Saved data entries:
□ □ □

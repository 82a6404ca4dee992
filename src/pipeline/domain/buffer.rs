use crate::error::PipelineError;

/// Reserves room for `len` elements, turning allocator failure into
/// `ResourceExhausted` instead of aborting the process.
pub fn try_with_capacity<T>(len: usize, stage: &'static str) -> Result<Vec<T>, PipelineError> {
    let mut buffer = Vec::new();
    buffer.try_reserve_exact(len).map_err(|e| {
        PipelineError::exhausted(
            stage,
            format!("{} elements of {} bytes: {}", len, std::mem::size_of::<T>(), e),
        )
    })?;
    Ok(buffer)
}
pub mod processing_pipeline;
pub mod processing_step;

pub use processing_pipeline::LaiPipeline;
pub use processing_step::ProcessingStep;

□ □ □

◆ **What is required**: All entries are to be reproduced verbatim, with none omitted.

◆ **Problem solution**:
repository 82a6404ca4dee992
filename src/pipeline/domain/buffer.rs
use crate::error::PipelineError;

/// Reserves room for `len` elements, turning allocator failure into
/// `ResourceExhausted` instead of aborting the process.
pub fn try_with_capacity<T>(len: usize, stage: &'static str) -> Result<Vec<T>, PipelineError> {
    let mut buffer = Vec::new();
    buffer.try_reserve_exact(len).map_err(|e| {
        PipelineError::exhausted(
            stage,
            format!("{} elements of {} bytes: {}", len, std::mem::size_of::<T>(), e),
        )
    })?;
    Ok(buffer)
}
pub mod processing_pipeline;
pub mod processing_step;

pub use processing_pipeline::LaiPipeline;
pub use processing_step::ProcessingStep;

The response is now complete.